Alfred Kolleritsch betonte in seiner Rede schließlich auch die Chance von möglichen Synergien in der nicht nur räumlichen Nähe zum Franz-Nabl-Institut für Literaturforschung:
Liebe Freunde des Literaturhauses! In euren Händen liegt die Zukunft, aber ein Literaturhaus hat auch, wie es weiland Lessing getan hat, Rettungen zu versuchen, das Werk von zu unrecht Vergessenen aufzuspüren und es zur Diskussion zu stellen und es mit hineinzunehmen in das Gebrodel des Gegenwärtigen. Das Nabl-Institut, das in das Literaturhaus hineingewachsen ist, hat manches vorbildlich gerettet. Die Bemühung, ein Archiv aufzubauen, gehört dazu.

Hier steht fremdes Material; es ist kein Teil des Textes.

//! Container configuration parameters.

use mote_core::{align_up, GROUP_STRIDE};

use crate::error::ContainerError;

/// Configuration for one particle container.
///
/// Validated when the container is created; immutable afterwards.
#[derive(Clone, Debug, PartialEq, Eq)]
pub struct ContainerConfig {
    /// Capacity allocated for every enabled field at creation.
    ///
    /// Rounded up to a multiple of [`GROUP_STRIDE`]. `0` defers all
    /// allocation to the first spawn.
    pub initial_capacity: u32,

    /// Hard particle budget. Growth past it fails with
    /// [`ContainerError::CapacityExceeded`].
    ///
    /// Default: [`ContainerConfig::DEFAULT_MAX_CAPACITY`]. Must be a
    /// non-zero multiple of [`GROUP_STRIDE`].
    pub max_capacity: u32,
}

impl ContainerConfig {
    /// Default particle budget: 16M particles.
    pub const DEFAULT_MAX_CAPACITY: u32 = 1 << 24;

    /// Create a config with the given initial capacity and the default
    /// budget.
    pub fn new(initial_capacity: u32) -> Self {
        Self {
            initial_capacity,
            max_capacity: Self::DEFAULT_MAX_CAPACITY,
        }
    }

    /// Replace the particle budget.
    pub fn with_max_capacity(mut self, max_capacity: u32) -> Self {
        self.max_capacity = max_capacity;
        self
    }

    /// The initial capacity after stride alignment.
    pub fn aligned_initial_capacity(&self) -> u32 {
        align_up(self.initial_capacity)
    }

    /// Check structural invariants.
    pub fn validate(&self) -> Result<(), ContainerError> {
        if self.max_capacity == 0 || self.max_capacity % GROUP_STRIDE != 0 {
            return Err(ContainerError::InvalidConfig {
                reason: format!(
                    "max_capacity must be a non-zero multiple of {GROUP_STRIDE}, got {}",
                    self.max_capacity
                ),
            });
        }
        if self.initial_capacity > self.max_capacity {
            return Err(ContainerError::InvalidConfig {
                reason: format!(
                    "initial_capacity ({}) exceeds max_capacity ({})",
                    self.initial_capacity, self.max_capacity
                ),
            });
        }
        Ok(())
    }
}

impl Default for ContainerConfig {
    fn default() -> Self {
        Self::new(0)
    }
}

Am 10. Mai 03 lud man zu einem „Offenen Haus“, das ab 15 Uhr mit einem Programm von Lesungen, Theater und Musik – mit Friedrich Achleitner, Martin Amanshauser, Wolfgang Bauer und The Neighbours, Hermann Beil, Petra Coronato, Doris Dörrie, Günter Eichberger, dem Georg Jantscher Trio, Daniel Glattauer, Heinz Hartwig, Kabinetttheater, Anna Nöst, Christine Nöstlinger, Jutta Richter – das neu eröffnete Haus bespielte. Alles sollte/musste hier schon von Anbeginn an Platz haben, um andeutungsweise die Vielfalt und die Offenheit zu demonstrieren und damit auch die Weichen zu stellen für ein ambitioniertes Programm: Die heimische Szene mit Einrichtungen wie dem Forum Stadtpark oder den Minoriten und den zahlreichen Literaturzeitschriften (wie manuskripte, Lichtungen, perspektive, Schreibkraft), die internationale Szene mit wichtigen, renommierten AutorInnen, die Jungen und die Neuen, nicht zu vergessen die historischen Vermächtnisse und jene heimischen Dichter, die den Ruf von Graz als „heimlicher Hauptstadt der Literatur“ begründeten und ihn hinaustrugen in die Welt. Ach, wo anfangen? Ach, wie niemanden vergessen? Eine Herausforderung für uns als kleines Team, dem neben Gerhard Melzer als Leiter, Riki Winter, Paul Pechmann und ich angehörten. Zumal es auch galt, dem Gegenwind Stand zu halten.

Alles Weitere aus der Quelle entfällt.